Akaryakıt artırımları da maalesef almış başını gidiyor. Buna göre akaryakıtın litre fiyatı yaklaşık olarak Ankara’da 21,22 TL’ye yükselecek, o artırım da geldi galiba bu sabah. 20 Şubat ile 10 Mayıs tarihleri içinde Brent petrolün fiyatı, yaklaşık yüzde 10 artmışken, akaryakıtın litre fiyatı yaklaşık 38,8 oranında arttı. Türkiye’de akaryakıt meblağları ivedilikle, behemehal yüzde 30 oranında düşürülmelidir, bunun ismi soygundur, vurgundur.”

“MÜTEAHHİT MUHAFAZALI SİSTEM, KUR MUHAFAZALI SİSTEMİN PARALELİ”

Meral Danış Beştaş, Cumhurbaşkanı Recep Tayyip Erdoğan’ın kabine toplantısının akabinde deklare ettiğı konut finansman paketi için “Müteahhit muhafazalı sistem, kur muhafazalı sistemin paraleli” dedi. Beştaş, kelamlarını şu biçimde sürdürdü:


“Bir meskenin fiyatının 700 bin lira olduğunun hesaplayalım. Bir kişi kredi çekip 700 bin TL’lik konut almak isterse, bu hesaplamaya bakılırsa; aylık 9 bin 994 TL ödemek zorunda kalacak. Yani 10 bin TL, diyelim buna. İki taban fiyat bile konutun kredisini ödemeye yetmeyecek.
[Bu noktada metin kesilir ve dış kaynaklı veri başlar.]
//! Sentiment probe for candidate messages.
//!
//! Maps text to a polarity in `[-1, 1]` and a coarse label shown next to
//! the message. The label bands are deliberately asymmetric:
//!
//! | polarity        | label    |
//! |-----------------|----------|
//! | `> 0.3`         | Positive |
//! | `< -0.1`        | Negative |
//! | otherwise       | Neutral  |
//!
//! The polarity itself comes from a [`PolarityScorer`]; [`LexiconScorer`]
//! is the built-in one.

pub mod lexicon;

use std::fmt;

use serde::{Deserialize, Serialize};

pub use lexicon::LexiconScorer;

/// Lower bound (exclusive) of the Positive band.
pub const POSITIVE_THRESHOLD: f64 = 0.3;

/// Upper bound (exclusive) of the Negative band.
pub const NEGATIVE_THRESHOLD: f64 = -0.1;

/// Source of polarity scores.
pub trait PolarityScorer: Send + Sync + fmt::Debug {
    /// Polarity of `text` in `[-1, 1]`.
    fn polarity(&self, text: &str) -> f64;
}

/// Coarse sentiment label.
#[derive(Debug, Clone, Copy, PartialEq, Eq, Serialize, Deserialize)]
pub enum SentimentLabel {
    Positive,
    Negative,
    Neutral,
}

impl SentimentLabel {
    /// Label for a polarity value.
    pub fn from_polarity(polarity: f64) -> Self {
        if polarity > POSITIVE_THRESHOLD {
            SentimentLabel::Positive
        } else if polarity < NEGATIVE_THRESHOLD {
            SentimentLabel::Negative
        } else {
            SentimentLabel::Neutral
        }
    }

    pub fn emoji(&self) -> &'static str {
        match self {
            SentimentLabel::Positive => "😊",
            SentimentLabel::Negative => "😟",
            SentimentLabel::Neutral => "😐",
        }
    }

    /// Color hint for presentation layers.
    pub fn color(&self) -> &'static str {
        match self {
            SentimentLabel::Positive => "green",
            SentimentLabel::Negative => "red",
            SentimentLabel::Neutral => "gray",
        }
    }
}

impl fmt::Display for SentimentLabel {
    fn fmt(&self, f: &mut fmt::Formatter<'_>) -> fmt::Result {
        let name = match self {
            SentimentLabel::Positive => "Positive",
            SentimentLabel::Negative => "Negative",
            SentimentLabel::Neutral => "Neutral",
        };
        write!(f, "{} {}", name, self.emoji())
    }
}

/// Output of the sentiment probe.
#[derive(Debug, Clone, PartialEq, Serialize, Deserialize)]
pub struct SentimentResult {
    /// Polarity rounded to two decimals.
    pub polarity: f64,
    pub label: SentimentLabel,
    /// Color hint (`green`, `red`, `gray`).
    pub display_hint: String,
}

impl SentimentResult {
    /// Build a result from a raw polarity.
    ///
    /// The label is decided on the unrounded value, so 0.304 is Positive
    /// even though it displays as 0.3.
    pub fn from_polarity(polarity: f64) -> Self {
        let polarity = if polarity.is_finite() {
            polarity.clamp(-1.0, 1.0)
        } else {
            0.0
        };
        let label = SentimentLabel::from_polarity(polarity);
        Self {
            // `+ 0.0` folds -0.0 into 0.0
            polarity: (polarity * 100.0).round() / 100.0 + 0.0,
            label,
            display_hint: label.color().to_string(),
        }
    }

    /// One-line annotation, e.g. `Positive 😊 (polarity: 0.5)`.
    ///
    /// Whole values keep their decimal point (`0.0`, `1.0`).
    pub fn annotation(&self) -> String {
        format!("{} (polarity: {:?})", self.label, self.polarity)
    }
}

/// Score `text` with `scorer`.
pub fn analyze_with(scorer: &dyn PolarityScorer, text: &str) -> SentimentResult {
    if text.trim().is_empty() {
        return SentimentResult::from_polarity(0.0);
    }
    SentimentResult::from_polarity(scorer.polarity(text))
}

/// Score `text` with the built-in lexicon.
pub fn analyze_sentiment(text: &str) -> SentimentResult {
    analyze_with(&LexiconScorer, text)
}

#[cfg(test)]
mod tests {
    use super::*;

    #[derive(Debug)]
    struct Fixed(f64);

    impl PolarityScorer for Fixed {
        fn polarity(&self, _text: &str) -> f64 {
            self.0
        }
    }

    #[test]
    fn test_label_bands() {
        assert_eq!(SentimentLabel::from_polarity(0.31), SentimentLabel::Positive);
        assert_eq!(SentimentLabel::from_polarity(-0.15), SentimentLabel::Negative);
        assert_eq!(SentimentLabel::from_polarity(0.0), SentimentLabel::Neutral);
        assert_eq!(SentimentLabel::from_polarity(0.3), SentimentLabel::Neutral);
        assert_eq!(SentimentLabel::from_polarity(-0.1), SentimentLabel::Neutral);
        assert_eq!(SentimentLabel::from_polarity(0.2), SentimentLabel::Neutral);
    }

    #[test]
    fn test_result_rounds_and_hints() {
        let result = analyze_with(&Fixed(0.31), "anything");
        assert_eq!(result.label, SentimentLabel::Positive);
        assert_eq!(result.display_hint, "green");

        let result = analyze_with(&Fixed(-0.14999), "anything");
        assert_eq!(result.polarity, -0.15);
        assert_eq!(result.label, SentimentLabel::Negative);
        assert_eq!(result.display_hint, "red");

        let result = SentimentResult::from_polarity(0.666);
        assert_eq!(result.polarity, 0.67);
    }

    #[test]
    fn test_empty_input_is_neutral() {
        let result = analyze_with(&Fixed(0.9), "   ");
        assert_eq!(result.polarity, 0.0);
        assert_eq!(result.label, SentimentLabel::Neutral);
        assert_eq!(analyze_sentiment("").label, SentimentLabel::Neutral);
    }

    #[test]
    fn test_out_of_range_scores_are_clamped() {
        assert_eq!(SentimentResult::from_polarity(3.0).polarity, 1.0);
        assert_eq!(SentimentResult::from_polarity(f64::NAN).polarity, 0.0);
    }

    #[test]
    fn test_annotation() {
        let result = SentimentResult::from_polarity(0.5);
        assert_eq!(result.annotation(), "Positive 😊 (polarity: 0.5)");
        let result = SentimentResult::from_polarity(0.0);
        assert_eq!(result.annotation(), "Neutral 😐 (polarity: 0.0)");
        let result = SentimentResult::from_polarity(-0.001);
        assert_eq!(result.annotation(), "Neutral 😐 (polarity: 0.0)");
        let result = SentimentResult::from_polarity(1.0);
        assert_eq!(result.annotation(), "Positive 😊 (polarity: 1.0)");
        let result = SentimentResult::from_polarity(-0.456);
        assert_eq!(result.annotation(), "Negative 😟 (polarity: -0.46)");
    }

    #[test]
    fn test_serialized_shape() {
        let json = serde_json::to_value(SentimentResult::from_polarity(-0.7)).unwrap();
        assert_eq!(json["label"], "Negative");
        assert_eq!(json["polarity"], -0.7);
        assert_eq!(json["display_hint"], "red");
    }
}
Gezmeyecekler, yemeyecekler, giyinmeyecekler, çocuklarını okula göndermeyecekler. bir daha de o meskenin kredisini ödemeye yetmeyecek.

Bu kişi tüm ödemeyi yaparsa bir milyon 200 bin ödeyecek. 500 bin farkın faiz olarak, bankaya geri ödeme olarak verecek. Erdoğan’a soruyoruz. Bu faizler niye nassa takılmıyor sanki? niye müteahhitler kelam konusu olunca dediğiniz bütün kelamları bir anda unutuyorsunuz? Nas, yandaş müteahhitler için niye kullanılmıyor?


Tabii ki bu müjde vatandaşa değil, yandaş müteahhitlere verilen bir muştuydu. Yandaş müteahhitleri güçlü etme gayretiydi. Bu muştudan daha sonra konut fiyatları süratle üste hakikat tırmandı. Müteahhitler, mesken sahipleri bir daha bir kar elde ettiler.

Evine bir kilo et, bir litre süt götüremeyen ve açlık sonunun altında olan 30 milyon beşere ‘gelin faizle konut alın’ demek, iktidarın gerçekle bağının ne kadar koptuğunu epey net resmediyor. Savaşa ayrılan bütçenin refaha ayrılması halinde Türkiye’nin çehresinin değişeceğine yürekten inanıyoruz.”